Alter Ego
Hugo Correa
Guiado por el artículo EN DEFENSA DE LA CIENCIA FICCION CHILENA de Paulina Arancibia en http://www.nerdnews.cl/?p=5480 mi amigo Marcelo Novoa habla de 3 autores chilenos, de ellos a Jorge Baradit lo he leído en QUBIT Antología de la Nueva Ciencia Ficción Latinoamericana y me parece estupendo; los otros: Francisco Ortega y Hugo Correa, son nuevos para mí. Buscando en mi biblioteca digital he encontrado los cuentos Altere Ego, Carrusel, Cuando Pilato se opuso, El Ataque de los selenitas, El que merodea en la lluvia, La 322, La bestia Marciana, La campana, La Esfera Lunar, Los Altísimos, Los ojos del Diablo,y Meccano.

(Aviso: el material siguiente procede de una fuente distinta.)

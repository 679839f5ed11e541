//! Content-addressed identity for operations.
//!
//! A [`Path`] is a sequence of [`PathToken`]s. Two operations that produce
//! the same path share a [`crate::store::Store`] and therefore share state,
//! in-flight tasks, and subscribers. Prefix relationships between paths
//! drive cache invalidation and subtree queries in [`crate::client::Client`].

use std::fmt;
use std::ops::{Index, Range};
use uuid::Uuid;

/// A single segment of a [`Path`].
///
/// `Nested` lets one operation's identity embed another's wholesale, which
/// is how list-of-detail relationships (e.g. a user's list of post paths)
/// stay addressable without a string-concatenation scheme.
#[derive(Debug, Clone, PartialEq, Eq, Hash)]
pub enum PathToken {
    String(String),
    Int(i64),
    Bool(bool),
    Uuid(Uuid),
    Blob(Vec<u8>),
    Nested(Path),
}

impl fmt::Display for PathToken {
    fn fmt(&self, f: &mut fmt::Formatter<'_>) -> fmt::Result {
        match self {
            PathToken::String(s) => write!(f, "{s}"),
            PathToken::Int(i) => write!(f, "{i}"),
            PathToken::Bool(b) => write!(f, "{b}"),
            PathToken::Uuid(u) => write!(f, "{u}"),
            PathToken::Blob(b) => write!(f, "blob({} bytes)", b.len()),
            PathToken::Nested(p) => write!(f, "({p})"),
        }
    }
}

impl From<&str> for PathToken {
    fn from(value: &str) -> Self {
        PathToken::String(value.to_string())
    }
}
impl From<String> for PathToken {
    fn from(value: String) -> Self {
        PathToken::String(value)
    }
}
impl From<i64> for PathToken {
    fn from(value: i64) -> Self {
        PathToken::Int(value)
    }
}
impl From<bool> for PathToken {
    fn from(value: bool) -> Self {
        PathToken::Bool(value)
    }
}
impl From<Uuid> for PathToken {
    fn from(value: Uuid) -> Self {
        PathToken::Uuid(value)
    }
}
impl From<Vec<u8>> for PathToken {
    fn from(value: Vec<u8>) -> Self {
        PathToken::Blob(value)
    }
}
impl From<Path> for PathToken {
    fn from(value: Path) -> Self {
        PathToken::Nested(value)
    }
}

/// An ordered, hashable identity for an operation.
///
/// Indexing past the end panics with the literal message
/// `"OperationPath index out of range"` rather than returning an `Option`,
/// matching the engine's convention that malformed path construction is a
/// programmer error to be caught in testing, not a runtime branch.
#[derive(Debug, Clone, Default, PartialEq, Eq, Hash)]
pub struct Path(Vec<PathToken>);

const OUT_OF_RANGE: &str = "OperationPath index out of range";

impl Path {
    pub fn new() -> Self {
        Self(Vec::new())
    }

    pub fn from_token(token: impl Into<PathToken>) -> Self {
        Self(vec![token.into()])
    }

    pub fn from_tokens<I, T>(tokens: I) -> Self
    where
        I: IntoIterator<Item = T>,
        T: Into<PathToken>,
    {
        Self(tokens.into_iter().map(Into::into).collect())
    }

    pub fn len(&self) -> usize {
        self.0.len()
    }

    pub fn is_empty(&self) -> bool {
        self.0.is_empty()
    }

    pub fn tokens(&self) -> &[PathToken] {
        &self.0
    }

    /// Returns a new path with `other`'s tokens appended after this one's.
    pub fn appending(&self, other: &Path) -> Path {
        let mut tokens = self.0.clone();
        tokens.extend(other.0.iter().cloned());
        Path(tokens)
    }

    pub fn appending_token(&self, token: impl Into<PathToken>) -> Path {
        let mut tokens = self.0.clone();
        tokens.push(token.into());
        Path(tokens)
    }

    /// `true` if `self` is a prefix of `other` (equal paths count as prefixes).
    pub fn is_prefix_of(&self, other: &Path) -> bool {
        self.0.len() <= other.0.len() && self.0.iter().zip(other.0.iter()).all(|(a, b)| a == b)
    }

    /// Replaces the tokens in `range` with `replacement`, panicking with
    /// [`OUT_OF_RANGE`] if `range` does not fit within the current length.
    pub fn replacing_subrange<I, T>(&self, range: Range<usize>, replacement: I) -> Path
    where
        I: IntoIterator<Item = T>,
        T: Into<PathToken>,
    {
        if range.start > self.0.len() || range.end > self.0.len() || range.start > range.end {
            panic!("{OUT_OF_RANGE}");
        }
        let mut tokens = self.0.clone();
        tokens.splice(range, replacement.into_iter().map(Into::into));
        Path(tokens)
    }
}

impl Index<usize> for Path {
    type Output = PathToken;

    fn index(&self, index: usize) -> &PathToken {
        self.0.get(index).unwrap_or_else(|| panic!("{OUT_OF_RANGE}"))
    }
}

impl fmt::Display for Path {
    fn fmt(&self, f: &mut fmt::Formatter<'_>) -> fmt::Result {
        write!(f, "/")?;
        for (i, token) in self.0.iter().enumerate() {
            if i > 0 {
                write!(f, "/")?;
            }
            write!(f, "{token}")?;
        }
        Ok(())
    }
}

He leido por lo pronto ALTER EGO y me ha gustado, y se los comparto en este blog. Sobre Francisco Ortega no se mucho, no he encontrado un cuento suyo para leerlo. Si alguien lo tiene me lo comparte porfa a jminop@gmail.com
Sin más y con esta breve reseña del wikipedia sobre el autor, les dejo con el cuento (la ilustración es mía con un par de imagenes que me bajé del internet):
Hugo Correa Márquez (Curepto, 24 de mayo de 1926 - Santiago de Chile, 23 de marzo de 2008) fue un periodista y escritor chileno de ciencia ficción.
Nacido en Curepto, un pueblo campesino al interior de Talca. El reconocimiento de Ray Bradbury le permitió ver sus obras traducidas al inglés, francés, alemán, portugués y sueco; así como publicar en dos revistas clásicas: Fantasy and Science Fiction y Nueva Dimensión. En su país de origen su reconocimiento desde la cultura oficial chilena nunca llegó. Sus obras se anticiparon en lo temático a clásicos reconocidos como Mundo Anillo de Larry Niven o Solaris de Stanislaw Lem.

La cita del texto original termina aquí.